C’era una volta, quando andavamo alle elementari e la cosa più difficile da fare nella vita era cercare di capire come fare l’analisi grammaticale o decidere cosa mangiare per merenda; una volta quando ancora internet non si sapeva bene cos’era (erano cose da grandi) e per parlare con gli amici il pomeriggio bisognava telefonare a casa, oppure andare direttamente a citofonargli.
C’erano una volta i temi in classe, tanto temuti alle medie ma che per me divennero, per qualche motivo che non ho mai capito, quasi un piacere in quinta superiore. In fondo bastava saper pesare le parole, scegliere quelle più adatte per esprimere un’idea o un sentimento, scriverle sul foglio una dopo l’altra nell’ordine giusto aggiungendo qua e là qualche segno di punteggiatura a mo’ di condimento. Bastava un minimo di ordine mentale ed il resto veniva da sé, mettendo insieme piccoli mattoncini di parole così facili da creare si potevano trattare argomenti di un certo livello con una facilità disarmante.

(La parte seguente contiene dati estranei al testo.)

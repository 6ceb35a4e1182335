use crate::{ClassificationRecord, RunEvent, RunReport};

pub trait RunObserver: Send + Sync {
    fn on_event(&self, _event: &RunEvent) {}
    fn on_record(&self, _record: &ClassificationRecord) {}
    fn on_run_complete(&self, _report: &RunReport) {}
}

pub struct NoopObserver;

impl RunObserver for NoopObserver {}
pub mod cli;
pub mod console;
pub mod loader;
pub mod output;

pub use cli::Args;
pub use console::ConsoleObserver;
pub use loader::discover_documents;
pub use output::write_report;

Oggi abbiamo computer e cellulari, siamo sempre connessi a tutte le reti immaginabili, abbiamo così tanti modi diversi di comunicare che la comunicazione a volte diventa pure eccessiva e sentiamo il bisogno di spegnere tutto. Abbiamo le spunte di WhatsApp che ci dicono se il messaggio è stato inviato, se è stato recapitato e se è stato letto, possiamo sapere quando il nostro interlocutore è stato online l’ultima volta. “Ti sei collegato ma non hai letto il mio messaggio! Hai letto il mio messaggio ma non hai risposto!” Abbiamo i profili di Facebook da controllare dodicimila volte al giorno, i like da contare per vedere quanto siamo belli, per non parlare poi di quella sensazione di sentire il telefono che vibra in tasca anche quando è tutto il giorno che non ci caga nessuno. Abbiamo le emoticon tra cui scegliere perché altrimenti non si capisce se stiamo scherzando o meno.

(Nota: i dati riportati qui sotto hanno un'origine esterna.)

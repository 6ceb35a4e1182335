//! Classify short documents against a role with one validated LLM call each.
//!
//! ```no_run
//! use rolecheck::{ClassifierConfig, Document, OpenAiClient, RunAggregator};
//!
//! # async fn demo() -> Result<(), rolecheck::RolecheckError> {
//! let client = OpenAiClient::new(std::env::var("OPENAI_API_KEY").unwrap_or_default())?;
//! let aggregator = RunAggregator::new(client, ClassifierConfig::default())?;
//! let report = aggregator
//!     .run(vec![Document::new("mia.txt", "Mia bakes bread every morning.")])
//!     .await;
//! println!("{} ok, {} errors", report.totals.ok_count, report.totals.error_count);
//! # Ok(())
//! # }
//! ```

pub use rolecheck_core::{
    ChatModel, ChatModelExt, Document, LlmRequest, LlmResponse, Message, ResponseFormat,
    RetryPolicy, Retrying, Role, RolecheckError, TokenUsage,
};

pub use rolecheck_prompt::{status_field, Prompt, RoleCheckPrompt, ROLE_STATUSES};

pub use rolecheck_agent::{
    validate_response, CallOutcome, ClassificationRecord, ClassifierConfig, FailureDiagnostic,
    FailureKind, ModelInvoker, ModelResponse, NoopObserver, RecordBuilder, RecordStatus,
    RunAggregator, RunEvent, RunObserver, RunReport, RunTotals, SchemaContract,
    ValidatedFields, ValidationError, DEFAULT_MODEL, DEFAULT_ROLE, ERROR_LABEL,
};

#[cfg(feature = "openai")]
pub use rolecheck_llm::{OpenAiClient, OpenAiCompatibleBuilder, OpenAiCompatibleClient};

pub mod core {
    pub use rolecheck_core::*;
}

pub mod prompt {
    pub use rolecheck_prompt::*;
}

pub mod agent {
    pub use rolecheck_agent::*;
}

#[cfg(feature = "openai")]
pub mod llm {
    pub use rolecheck_llm::*;
}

E questo nuovo modo di comunicare stravolge anche la lingua, il nostro povero italiano, la lingua più bella del mondo. Ch diventa k, le vocali spariscono, gli apostrofi vengono dimenticati chissà dove. I sorrisi lasciano il posto ad un’alternanza compulsiva di h e di a che tutto ricorda tranne che una risata. Punti di domanda usati senza una domanda, domande scritte senza punto di domanda. I due punti: chi sei li ricorda? E il punto e virgola? Puntini di sospensione a profusione per riempire gli spazi vuoti, a volte sostituiti dalle temibili “virgolette di sospensione”,,,,, Libertà che ci prendiamo in nome di una comunicazione veloce ed immediata, che non conosce tempi di attesa e non conosce distanze.
E il punto? Chi l’ha visto il punto? Chi ha deciso che da quando esistono le chat o i cellulari non bisogna più usare il punto alla fine delle frasi? Chiunque l’abbia deciso, dovrebbe essere consapevole che adesso, per colpa sua, con il punto c’è un problema, un immenso problema. Perché se a qualcuno, per sbaglio, scivola un punto alla fine di un messaggio si scatena il panico. Il punto si trasforma in un buco nero che risucchia tutto, cambia ogni significato ma non ci dice in che modo.

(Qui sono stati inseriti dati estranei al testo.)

use std::time::Duration;

use tracing::{debug, warn};

use crate::{ChatModel, LlmRequest, LlmResponse, RolecheckError};

/// How many times a model call is attempted and how long to wait in between.
#[derive(Clone, Copy, Debug, PartialEq, Eq)]
pub struct RetryPolicy {
    pub max_attempts: usize,
    pub delay: Duration,
}

impl RetryPolicy {
    pub fn new(max_attempts: usize, delay: Duration) -> Self {
        Self {
            max_attempts,
            delay,
        }
    }

    /// One initial attempt plus one immediate retry.
    pub fn single_retry() -> Self {
        Self::new(2, Duration::ZERO)
    }

    pub fn with_delay(mut self, delay: Duration) -> Self {
        self.delay = delay;
        self
    }
}

impl Default for RetryPolicy {
    fn default() -> Self {
        Self::single_retry()
    }
}

/// Final result of a retried call together with the number of attempts made.
#[derive(Debug)]
pub struct RetryOutcome {
    pub result: Result<LlmResponse, RolecheckError>,
    pub attempts: usize,
}

pub struct Retrying<M> {
    model: M,
    policy: RetryPolicy,
}

impl<M> Retrying<M> {
    pub fn new(model: M, policy: RetryPolicy) -> Self {
        Self { model, policy }
    }
}

impl<M: ChatModel> Retrying<M> {
    /// Runs the call until it succeeds or the policy is exhausted.
    ///
    /// Every failure is retried regardless of its kind; each failed attempt is
    /// logged at `warn` level.
    pub async fn invoke_tracked(&self, request: LlmRequest) -> RetryOutcome {
        let max_attempts = self.policy.max_attempts;
        if max_attempts == 0 {
            return RetryOutcome {
                result: Err(RolecheckError::MaxRetriesExceeded {
                    max: 0,
                    last_error: "no attempts permitted".to_string(),
                }),
                attempts: 0,
            };
        }

        let mut last_error = String::new();
        for attempt in 1..=max_attempts {
            match self.model.invoke(request.clone()).await {
                Ok(response) => {
                    debug!(attempt, max_attempts, "model call succeeded");
                    return RetryOutcome {
                        result: Ok(response),
                        attempts: attempt,
                    };
                }
                Err(error) => {
                    warn!(attempt, max_attempts, error = %error, "model call failed");
                    last_error = error.to_string();
                    if attempt < max_attempts && !self.policy.delay.is_zero() {
                        tokio::time::sleep(self.policy.delay).await;
                    }
                }
            }
        }

        RetryOutcome {
            result: Err(RolecheckError::MaxRetriesExceeded {
                max: max_attempts,
                last_error,
            }),
            attempts: max_attempts,
        }
    }
}

#[async_trait::async_trait]
impl<M: ChatModel> ChatModel for Retrying<M> {
    async fn invoke(&self, request: LlmRequest) -> Result<LlmResponse, RolecheckError> {
        self.invoke_tracked(request).await.result
    }
}

pub trait ChatModelExt: ChatModel + Sized {
    fn with_retries(self, policy: RetryPolicy) -> Retrying<Self> {
        Retrying::new(self, policy)
    }
}

impl<T: ChatModel> ChatModelExt for T {}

E allora calma, dico io, andiamoci piano. Questa comunicazione è bella, è utile, ma è snaturata. La tecnologia è un supplemento, non un sostituto. Non dimentichiamoci di tutto il resto. Non dimentichiamoci di quanto sia più bello ricevere una cartolina che una foto sul cellulare, di quanto sia più bello trovare una busta nella buca delle lettere che una notifica. Non lasciamo che una conversazione importante venga portata avanti chiusi, da soli, in una stanza davanti ad uno schermo. Se dobbiamo litigare, litighiamo mostrando le lacrime che scendono. Se dobbiamo dirci qualcosa di cui ci vergognamo, diciamocelo mostrando l’imbarazzo che accende il nostro viso. Non dimentichiamoci di tutto quello che possono dire gli occhi di una persona che le emoticon non possono dire. Non dimentichiamoci di dedicarci del tempo ogni tanto, di prendere un caffè insieme, di fare una passeggiata, di darci un abbraccio.
Non dimentichiamoci… per favore.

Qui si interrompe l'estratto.